The vagina’s mucus membranes make it easier for latex proteins to enter the body. During sex, women with latex allergies may encounter vaginal swelling and itching.

“Mucus membrane exposure to a condom in a woman with latex allergy could provoke a serious systemic reaction,” he says.

Are you latex-sensitive or latex-allergic?

Latex is a milky fluid from the rubber tree. It’s the main source of natural rubber.

Latex sensitivity develops in some people over time through repeated exposure. It causes the same type of skin reaction — red, itchy bumps — you might see from poison ivy.

Before latex-free gloves were widely available, the issue was common among healthcare workers. Latex sensitivity is now less common, Dr. Lang says.

True latex allergies are even more rare. But they cause a more severe response. You may notice itching, hives and swelling. You may also have difficulty breathing and feel like your throat is closing up.

Although very unlikely, anaphylaxis (a potentially life-threatening allergic reaction) is possible. Your body reacts when latex proteins cross the skin barrier.

What effective, latex-free options are available?

Though most condoms contain latex, there are a few alternatives made from plastic, synthetic rubber or other natural products. These alternatives include:

  1. Polyurethane condoms. These are made of thin plastic instead of rubber. They offer similar levels of pregnancy and STD protection. However, they don’t fit as tightly as latex condoms. So they are more likely to slip off. They also cost a little more.
  2. Polyisoprene condoms. Made from synthetic rubber, these don’t contain the same proteins that cause an allergic reaction.
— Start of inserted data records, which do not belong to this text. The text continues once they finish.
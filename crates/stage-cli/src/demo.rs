// SPDX-License-Identifier: Apache-2.0
// © James Ross Ω FLYING•ROBOTS <https://github.com/flyingrobots>
//! Demo cast: a row of drifters closing on the origin plus a HUD line.

use stage_app_core::prefs::DemoPrefs;
use stage_core::{
    into_ref, Actor, ActorRef, Body, ColliderShape, Commands, Renderer, Scene, SceneSetup,
    ShapeError,
};
use stage_math::Vec3;
use tracing::debug;

/// Moves along X at constant speed and turns around when it runs into
/// something ahead of it.
pub struct Drifter {
    label: String,
    body: Body,
    velocity: Vec3,
    bumps: u32,
}

impl Drifter {
    /// New drifter at `position` with `velocity` and a collider of `shape`.
    pub fn new(
        label: String,
        position: Vec3,
        velocity: Vec3,
        shape: ColliderShape,
    ) -> Result<Self, ShapeError> {
        Ok(Self {
            label,
            body: Body::new(position).with_collider(shape)?,
            velocity,
            bumps: 0,
        })
    }

    /// Current velocity.
    pub fn velocity(&self) -> Vec3 {
        self.velocity
    }

    /// Number of times this drifter turned around.
    pub fn bumps(&self) -> u32 {
        self.bumps
    }
}

impl Actor for Drifter {
    fn body(&self) -> &Body {
        &self.body
    }

    fn body_mut(&mut self) -> &mut Body {
        &mut self.body
    }

    fn name(&self) -> &str {
        &self.label
    }

    fn update(&mut self, delta_time: f32, _commands: &mut Commands) {
        self.body.translate(self.velocity * delta_time);
    }

    fn draw(&self, renderer: &mut dyn Renderer) {
        if let Some(collider) = self.body.collider() {
            renderer.draw_shape(&self.label, self.body.position(), collider.shape());
        }
    }

    fn on_collision(&mut self, other: &dyn Actor, _commands: &mut Commands) {
        let toward = other.body().position() - self.body.position();
        if toward.dot(&self.velocity) > 0.0 {
            self.velocity = -self.velocity;
            self.bumps += 1;
            debug!(drifter = %self.label, other = other.name(), "bump");
        }
    }
}

/// UI line showing the frame counter.
pub struct HudText {
    body: Body,
    frames: u64,
    elapsed: f32,
}

impl HudText {
    /// New HUD line anchored at `position`.
    pub fn new(position: Vec3) -> Self {
        Self {
            body: Body::new(position),
            frames: 0,
            elapsed: 0.0,
        }
    }

    /// Text as it would be drawn.
    pub fn text(&self) -> String {
        format!("frame {} | t={:.2}s", self.frames, self.elapsed)
    }
}

impl Actor for HudText {
    fn body(&self) -> &Body {
        &self.body
    }

    fn body_mut(&mut self) -> &mut Body {
        &mut self.body
    }

    fn name(&self) -> &str {
        "hud"
    }

    fn update(&mut self, delta_time: f32, _commands: &mut Commands) {
        self.frames += 1;
        self.elapsed += delta_time;
    }

    fn draw(&self, renderer: &mut dyn Renderer) {
        renderer.draw_text("hud", self.body.position(), &self.text());
    }
}

/// Starting actor set for the demo scene.
pub struct Cast {
    actors: Vec<ActorRef>,
    ui: Vec<ActorRef>,
}

impl Cast {
    /// Lays out `prefs.drifters` drifters symmetrically around the origin.
    ///
    /// Even slots get box colliders and odd slots spheres. Each drifter heads
    /// toward the origin; one sitting exactly on it stays put.
    pub fn from_prefs(prefs: &DemoPrefs) -> Result<Self, ShapeError> {
        let n = prefs.drifters;
        let mid = (f64::from(n) - 1.0) * 0.5;
        let mut actors = Vec::new();
        for i in 0..n {
            #[allow(clippy::cast_possible_truncation)]
            let x = ((f64::from(i) - mid) * f64::from(prefs.spacing)) as f32;
            let heading = if x > 0.0 {
                -1.0
            } else if x < 0.0 {
                1.0
            } else {
                0.0
            };
            let shape = if i % 2 == 0 {
                ColliderShape::cube(prefs.box_size)?
            } else {
                ColliderShape::sphere(prefs.sphere_radius)?
            };
            let drifter = Drifter::new(
                format!("drifter-{i}"),
                Vec3::new(x, 0.0, 0.0),
                Vec3::new(heading * prefs.speed, 0.0, 0.0),
                shape,
            )?;
            actors.push(into_ref(drifter));
        }
        let ui = vec![into_ref(HudText::new(Vec3::new(10.0, 10.0, 0.0)))];
        Ok(Self { actors, ui })
    }

    /// Gameplay actors, in scene order.
    pub fn actors(&self) -> &[ActorRef] {
        &self.actors
    }
}

impl SceneSetup for Cast {
    fn build(&self, scene: &mut Scene) {
        scene.add_actors(self.actors.iter().cloned());
        scene.add_ui_elements(self.ui.iter().cloned());
    }
}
Compared to latex condoms, polyisoprene condoms are stretchier. They also offer similar levels of pregnancy and STD prevention.
  3. Female condoms. This is the only option a woman can wear. A flexible, soft plastic pouch inserts into the vagina with a flexible polyurethane ring coated with a silicone lubricant. The levels of pregnancy and STD prevention are similar to other condoms.
  4. Lambskin condoms. Made of sheep intestines, this condom is the only one made of a natural animal product, so it doesn’t contain any of the proteins that prompt the latex allergy. While lambskin condoms are effective against pregnancy, tiny holes in the condom are big enough to allow viruses that cause STDs to pass through. Only use lambskin condoms if the risk of STDs isn’t a concern, Dr. Lang says.

If you’re concerned you might have a latex allergy, see your doctor. He or she will use either a skin or blood test to find out.